O Brasil não ascenderá no mundo
na trilha da China, como país de trabalho barato e descartável. Não temos
centenas de milhões de lavradores dispostos a fazer tudo por nada. O que
nós temos, em meio a uma riqueza natural singular, são dezenas de milhões
de trabalhadores, a maioria sem emprego seguro ou legal, marcados por
energia desmedida e desequipada, em
busca de oportunidade para subir a
escada da qualificação educativa e da
oportunidade econômica.
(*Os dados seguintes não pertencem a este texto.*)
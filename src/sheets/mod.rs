//! Spreadsheet tables: CSV parsing, column normalization, cell helpers and
//! per-sheet manifests.

pub mod loader;
pub mod retry;
pub mod source;

use anyhow::{Context, Result};
use serde::{Deserialize, Serialize};
use sha2::{Digest, Sha256};
use std::collections::HashMap;

pub use loader::{load_workbook, Workbook};
pub use source::{DirSource, GvizSource, SheetSource};

#[derive(Debug, Clone, Copy, PartialEq, Eq, Hash, Serialize, Deserialize)]
pub enum SheetName {
    Timbulan,
    Program,
    Ketidaksesuaian,
    SurveiOnline,
    SurveiOffline,
    Cctv,
    JmlCctv,
    KoordinatUtm,
}

impl SheetName {
    pub const ALL: [SheetName; 8] = [
        SheetName::Timbulan,
        SheetName::Program,
        SheetName::Ketidaksesuaian,
        SheetName::SurveiOnline,
        SheetName::SurveiOffline,
        SheetName::Cctv,
        SheetName::JmlCctv,
        SheetName::KoordinatUtm,
    ];

    /// Tab name as it appears in the spreadsheet.
    pub fn as_str(&self) -> &'static str {
        match self {
            SheetName::Timbulan => "Timbulan",
            SheetName::Program => "Program",
            SheetName::Ketidaksesuaian => "Ketidaksesuaian",
            SheetName::SurveiOnline => "Survei_Online",
            SheetName::SurveiOffline => "Survei_Offline",
            SheetName::Cctv => "CCTV",
            SheetName::JmlCctv => "Jml_CCTV",
            SheetName::KoordinatUtm => "Koordinat_UTM",
        }
    }

    pub fn parse(name: &str) -> Option<Self> {
        Self::ALL.iter().copied().find(|s| s.as_str().eq_ignore_ascii_case(name.trim()))
    }

    /// Columns whose absence disables a whole dashboard section.
    pub fn expected_columns(&self) -> &'static [&'static str] {
        match self {
            SheetName::Timbulan => &["site", "perusahaan", "timbulan", "man_power", "jenis_timbulan", "jenis_sampah"],
            SheetName::Program => &["site", "perusahaan", "nama_program", "kategori", "total_calc"],
            SheetName::Ketidaksesuaian => &["site", "perusahaan", "status_temuan", "tanggallapor", "kategori_subketidaksesuaian"],
            SheetName::SurveiOnline | SheetName::SurveiOffline => &["perusahaan_area_kerja_tambang", "site_/_lokasi_kerja"],
            SheetName::Cctv => &["perusahaan", "site", "easting", "northing"],
            SheetName::JmlCctv => &["site", "perusahaan", "coverage_24jam", "coverage_non_24jam", "tidak_tercover", "total_cctv"],
            SheetName::KoordinatUtm => &["site", "company", "x", "y"],
        }
    }
}

/// `"Man Power "` -> `"man_power"`.
pub fn norm_col(name: &str) -> String {
    name.trim().to_lowercase().replace(' ', "_")
}

/// Normalizes a header row; repeated names get `.1`, `.2`, ... suffixes.
pub fn norm_cols(headers: &[String]) -> Vec<String> {
    let mut seen: HashMap<String, usize> = HashMap::new();
    headers
        .iter()
        .map(|h| {
            let base = norm_col(h);
            let count = seen.entry(base.clone()).or_insert(0);
            let name = if *count == 0 { base.clone() } else { format!("{}.{}", base, count) };
            *count += 1;
            name
        })
        .collect()
}

/// Numeric cell parse accepting a decimal comma. Empty or invalid -> None.
pub fn parse_number(raw: &str) -> Option<f64> {
    let cleaned = raw.trim().replace(' ', "").replace(',', ".");
    if cleaned.is_empty() {
        return None;
    }
    cleaned.parse::<f64>().ok().filter(|v| v.is_finite())
}

/// Capitalizes the first letter of every alphabetic run, lowercases the rest.
pub fn title_case(s: &str) -> String {
    let mut out = String::with_capacity(s.len());
    let mut start = true;
    for c in s.chars() {
        if c.is_alphabetic() {
            if start {
                out.extend(c.to_uppercase());
            } else {
                out.extend(c.to_lowercase());
            }
            start = false;
        } else {
            out.push(c);
            start = true;
        }
    }
    out
}

#[derive(Debug, Clone, Default, Serialize, Deserialize, PartialEq)]
pub struct Table {
    pub columns: Vec<String>,
    pub rows: Vec<Vec<String>>,
}

/// Borrowed view of one table row with name-based access.
#[derive(Debug, Clone, Copy)]
pub struct Row<'a> {
    table: &'a Table,
    values: &'a [String],
}

impl<'a> Row<'a> {
    /// Trimmed, non-empty cell value.
    pub fn get(&self, column: &str) -> Option<&'a str> {
        let idx = self.table.col(column)?;
        self.values
            .get(idx)
            .map(|v| v.trim())
            .filter(|v| !v.is_empty())
    }

    pub fn text(&self, column: &str) -> String {
        self.get(column).unwrap_or("").to_string()
    }

    pub fn num(&self, column: &str) -> Option<f64> {
        self.get(column).and_then(parse_number)
    }

    pub fn values(&self) -> &'a [String] {
        self.values
    }
}

impl Table {
    pub fn new(columns: Vec<String>) -> Self {
        Self { columns, rows: Vec::new() }
    }

    /// Parses a CSV export, normalizing headers. Short rows are padded.
    pub fn from_csv_str(body: &str) -> Result<Self> {
        Ok(parse_csv(body)?.0)
    }

    pub fn is_empty(&self) -> bool {
        self.rows.is_empty()
    }

    pub fn len(&self) -> usize {
        self.rows.len()
    }

    pub fn col(&self, name: &str) -> Option<usize> {
        self.columns.iter().position(|c| c == name)
    }

    pub fn has(&self, name: &str) -> bool {
        self.col(name).is_some()
    }

    pub fn has_all(&self, names: &[&str]) -> bool {
        names.iter().all(|n| self.has(n))
    }

    pub fn missing<'n>(&self, names: &[&'n str]) -> Vec<&'n str> {
        names.iter().copied().filter(|n| !self.has(n)).collect()
    }

    /// First column in `candidates` that exists.
    pub fn first_of<'n>(&self, candidates: &[&'n str]) -> Option<&'n str> {
        candidates.iter().copied().find(|c| self.has(c))
    }

    pub fn find_column(&self, pred: impl Fn(&str) -> bool) -> Option<&str> {
        self.columns.iter().map(|c| c.as_str()).find(|c| pred(c))
    }

    pub fn iter(&self) -> impl Iterator<Item = Row<'_>> {
        self.rows.iter().map(move |values| Row { table: self, values })
    }

    pub fn push_row(&mut self, mut values: Vec<String>) {
        values.resize(self.columns.len(), String::new());
        self.rows.push(values);
    }

    pub fn head(&self, n: usize) -> Table {
        Table {
            columns: self.columns.clone(),
            rows: self.rows.iter().take(n).cloned().collect(),
        }
    }

    /// Keeps rows matching `pred`.
    pub fn filter(&self, pred: impl Fn(&Row<'_>) -> bool) -> Table {
        let rows = self
            .iter()
            .filter(|r| pred(r))
            .map(|r| r.values.to_vec())
            .collect();
        Table { columns: self.columns.clone(), rows }
    }

    /// Stacks two tables over the union of their columns.
    pub fn concat(a: &Table, b: &Table) -> Table {
        let mut columns = a.columns.clone();
        for c in &b.columns {
            if !columns.contains(c) {
                columns.push(c.clone());
            }
        }
        let mut out = Table::new(columns);
        for src in [a, b] {
            for row in src.iter() {
                let values = out
                    .columns
                    .iter()
                    .map(|c| row.get(c).unwrap_or("").to_string())
                    .collect();
                out.rows.push(values);
            }
        }
        out
    }

    pub fn to_csv_string(&self) -> Result<String> {
        let mut wtr = csv::Writer::from_writer(Vec::new());
        wtr.write_record(&self.columns)?;
        for row in &self.rows {
            wtr.write_record(row)?;
        }
        let bytes = wtr.into_inner().context("flush csv writer")?;
        Ok(String::from_utf8(bytes)?)
    }
}

fn parse_csv(body: &str) -> Result<(Table, usize)> {
    let mut rdr = csv::ReaderBuilder::new()
        .flexible(true)
        .has_headers(true)
        .from_reader(body.as_bytes());
    let headers: Vec<String> = rdr
        .headers()
        .context("read csv header")?
        .iter()
        .map(|h| h.to_string())
        .collect();
    let mut table = Table::new(norm_cols(&headers));
    let mut ragged = 0usize;
    for record in rdr.records() {
        let record = record.context("read csv record")?;
        if record.iter().all(|v| v.trim().is_empty()) {
            continue;
        }
        if record.len() != table.columns.len() {
            ragged += 1;
        }
        let mut values: Vec<String> = record.iter().map(|v| v.to_string()).collect();
        values.truncate(table.columns.len());
        table.push_row(values);
    }
    Ok((table, ragged))
}

#[derive(Debug, Clone, Serialize, Deserialize)]
pub struct SheetManifest {
    pub sheet: String,
    pub source: String,
    pub hash_sha256: String,
    pub row_count: u64,
    pub ragged_rows: u64,
    pub columns: Vec<String>,
    pub missing_columns: Vec<String>,
    pub warnings: Vec<String>,
    pub generated_at_epoch: u64,
}

/// Parses `body` and describes it. Parse failures become warnings.
pub fn analyze_sheet(sheet: SheetName, source: &str, body: &str, now_ts: u64) -> (Table, SheetManifest) {
    let mut warnings = Vec::new();
    let (table, ragged) = match parse_csv(body) {
        Ok(parsed) => parsed,
        Err(err) => {
            warnings.push(format!("parse_error: {:#}", err));
            (Table::default(), 0)
        }
    };
    if table.is_empty() {
        warnings.push("empty_sheet".to_string());
    }
    if ragged > 0 {
        warnings.push(format!("ragged_rows: {}", ragged));
    }
    let missing: Vec<String> = table
        .missing(sheet.expected_columns())
        .into_iter()
        .map(|c| c.to_string())
        .collect();
    if !missing.is_empty() && !table.columns.is_empty() {
        warnings.push(format!("missing_columns: {}", missing.join(",")));
    }

    let manifest = SheetManifest {
        sheet: sheet.as_str().to_string(),
        source: source.to_string(),
        hash_sha256: body_sha256(body),
        row_count: table.len() as u64,
        ragged_rows: ragged as u64,
        columns: table.columns.clone(),
        missing_columns: missing,
        warnings,
        generated_at_epoch: now_ts,
    };
    (table, manifest)
}

pub fn body_sha256(body: &str) -> String {
    let mut hasher = Sha256::new();
    hasher.update(body.as_bytes());
    hex::encode(hasher.finalize())
}

#[cfg(test)]
mod tests {
    use super::*;

    #[test]
    fn normalizes_and_dedupes_headers() {
        let headers: Vec<String> = ["Site", " Man Power ", "Kapasitas", "Kapasitas", "Coverage 24jam"]
            .iter()
            .map(|s| s.to_string())
            .collect();
        assert_eq!(
            norm_cols(&headers),
            vec!["site", "man_power", "kapasitas", "kapasitas.1", "coverage_24jam"]
        );
    }

    #[test]
    fn parse_number_accepts_decimal_comma() {
        assert_eq!(parse_number("1,5"), Some(1.5));
        assert_eq!(parse_number(" 12 "), Some(12.0));
        assert_eq!(parse_number(""), None);
        assert_eq!(parse_number("n/a"), None);
    }

    #[test]
    fn title_case_matches_spreadsheet_labels() {
        assert_eq!(title_case(" non perilaku"), " Non Perilaku");
        assert_eq!(title_case("VALID"), "Valid");
        assert_eq!(title_case("maggot/bsf"), "Maggot/Bsf");
    }

    #[test]
    fn table_from_csv_pads_short_rows() {
        let t = Table::from_csv_str("Site,Perusahaan,Timbulan\nA,PT X,\"1,5\"\nB,PT Y\n").unwrap();
        assert_eq!(t.columns, vec!["site", "perusahaan", "timbulan"]);
        assert_eq!(t.len(), 2);
        let rows: Vec<_> = t.iter().collect();
        assert_eq!(rows[0].num("timbulan"), Some(1.5));
        assert_eq!(rows[1].get("timbulan"), None);
        assert_eq!(rows[1].get("missing_col"), None);
    }

    #[test]
    fn concat_unions_columns() {
        let a = Table::from_csv_str("a,b\n1,2\n").unwrap();
        let b = Table::from_csv_str("b,c\n3,4\n").unwrap();
        let c = Table::concat(&a, &b);
        assert_eq!(c.columns, vec!["a", "b", "c"]);
        assert_eq!(c.rows, vec![vec!["1", "2", ""], vec!["", "3", "4"]]);
    }

    #[test]
    fn manifest_flags_missing_columns_and_empty_sheets() {
        let (_, m) = analyze_sheet(SheetName::Timbulan, "test", "Site,Foo\n", 0);
        assert!(m.warnings.iter().any(|w| w == "empty_sheet"));
        assert!(m.missing_columns.contains(&"timbulan".to_string()));
        assert_eq!(m.hash_sha256.len(), 64);
    }

    #[test]
    fn sheet_name_round_trips() {
        for s in SheetName::ALL {
            assert_eq!(SheetName::parse(s.as_str()), Some(s));
        }
        assert_eq!(SheetName::parse("jml_cctv"), Some(SheetName::JmlCctv));
    }
}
Precisamos
transformar o improviso acidental em
flexibilidade pensada. Para isso, só há
um jeito: mostrar aos jovens como fazer, ministrando-lhes ensino que,
mais do que informativo, seja capacitador.
Permito-me traduzir essa tese em
depoimento pessoal. O maior educador da nação que tivemos foi Anísio
Teixeira. Quando ele tinha mais de 60
anos e eu menos de 20, tornei-me seu
amigo e interlocutor. Como secretário
de Educação do governo de meu avô
na Bahia, ele havia implantado a escola-parque, depois divulgado por mãos
de seu discípulo Darcy Ribeiro sob o
nome de escola integral. O que ficou
claro em minhas conversas incessantes com Anísio é que a escola de tempo
integral, com apoio amplo ao aluno,
destinava-se a ser apenas o arcabouço
físico e social de uma educação revolucionária no método e no conteúdo.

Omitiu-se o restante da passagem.